Statements in this press release about future expectations, plans and prospects, as well as any other statements regarding matters that are not historical facts, may constitute “forward-looking statements”. The words, without limitation, “anticipate,” “believe,” “continue,” “could,” “estimate,” “expect,” “intend,” “may,” “plan,” “potential,” “predict,” “project,” “should,” “target,” “will,” “would” and similar expressions are intended to identify forward-looking statements, although not all forward-looking statements contain these or similar identifying words. Actual results may differ materially from those indicated by such forward-looking statements as a result of various important factors, including those related to the expected future diagnostic test menu and the factors discussed in the “Risk Factors” section of the Form 10-Q dated 10 de noviembre de 2021 filed by Cue with the SEC. Any forward-looking statements contained in this press release are based on the current expectations of Cue’s management team and speak only as of the date hereof, and Cue specifically disclaims any obligation to update any forward-looking statement, whether as a result of new information, future events or otherwise.
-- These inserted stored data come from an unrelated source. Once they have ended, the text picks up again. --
//! The Override Store: pure mutators over the sparse user-assumptions tree.
//!
//! Every mutator takes the current tree (or `None`), the immutable defaults,
//! and one edit; it returns a brand-new tree, or `None` when the result has
//! no content. The caller's tree is never touched. Every written value is
//! compared against its default: equal values are deleted, and branches that
//! become empty are deleted with them, so the stored tree is always the
//! minimal diff against the defaults.

use std::collections::BTreeMap;

use super::error::AssumptionsError;
use super::types::{
    Category, CategoryAssumptions, CategoryEffectPatch, Defaults, Effect, EffectField,
    GlobalParam, GlobalParameterOverrides, Recipient, RecipientAssumptions,
    RecipientCategoryAssumptions, RecipientEffectOverride, UserAssumptions,
};

pub type StoreResult = Result<Option<UserAssumptions>, AssumptionsError>;

fn working_copy(user: Option<&UserAssumptions>) -> UserAssumptions {
    user.cloned().unwrap_or_default()
}

/// Drops empty patches, entries, and branches, returning `None` when the
/// whole tree is gone.
fn finish(mut tree: UserAssumptions) -> Option<UserAssumptions> {
    if tree
        .global_parameters
        .is_some_and(|gp| gp.is_empty())
    {
        tree.global_parameters = None;
    }
    tree.categories.retain(|_, cat| {
        cat.effects.retain(|patch| !patch.is_empty());
        !cat.effects.is_empty()
    });
    tree.recipients.retain(|_, rec| {
        rec.categories.retain(|_, rc| {
            rc.effects.retain(|ovr| !ovr.is_empty());
            !rc.effects.is_empty()
        });
        !rec.categories.is_empty()
    });
    if tree.is_empty() { None } else { Some(tree) }
}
These products have not been FDA cleared or approved; but have been authorized by FDA under an Emergency Use Authorization (EUA). These products have been authorized only for the detection of nucleic acid from SARS-CoV-2, not for any other viruses or pathogens. The emergency use of these products is only authorized for the duration of the declaration that circumstances exist justifying the authorization of emergency use of in vitro diagnostics for detection and/or diagnosis of COVID-19 under Section 564(b)(1) of the Federal Food, Drug and Cosmetic Act, 21 U.S.C. § 360bbb-3(b)(1), unless the declaration is terminated or authorization is revoked sooner.